Stored data
***

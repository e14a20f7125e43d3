pub mod activities;
pub mod campers;
pub mod health;
pub mod signups;

use axum::Router;

use crate::state::AppState;

/// Build the resource route tree.
///
/// Route hierarchy:
///
/// ```text
/// /campers                     list, create
/// /campers/{id}                get (with signups), patch
///
/// /activities                  list, create
/// /activities/{id}             delete (cascades to signups)
///
/// /signups                     create (embeds camper and activity)
/// ```
pub fn api_routes() -> Router<AppState> {
    Router::new()
        .nest("/campers", campers::router())
        .nest("/activities", activities::router())
        .nest("/signups", signups::router())
}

***

## Exercise goal
Identify each line in the records above containing the word "campers"; copy those lines.

## Exercise result
pub mod campers;
/// /campers                     list, create
/// /campers/{id}                get (with signups), patch
        .nest("/campers", campers::router())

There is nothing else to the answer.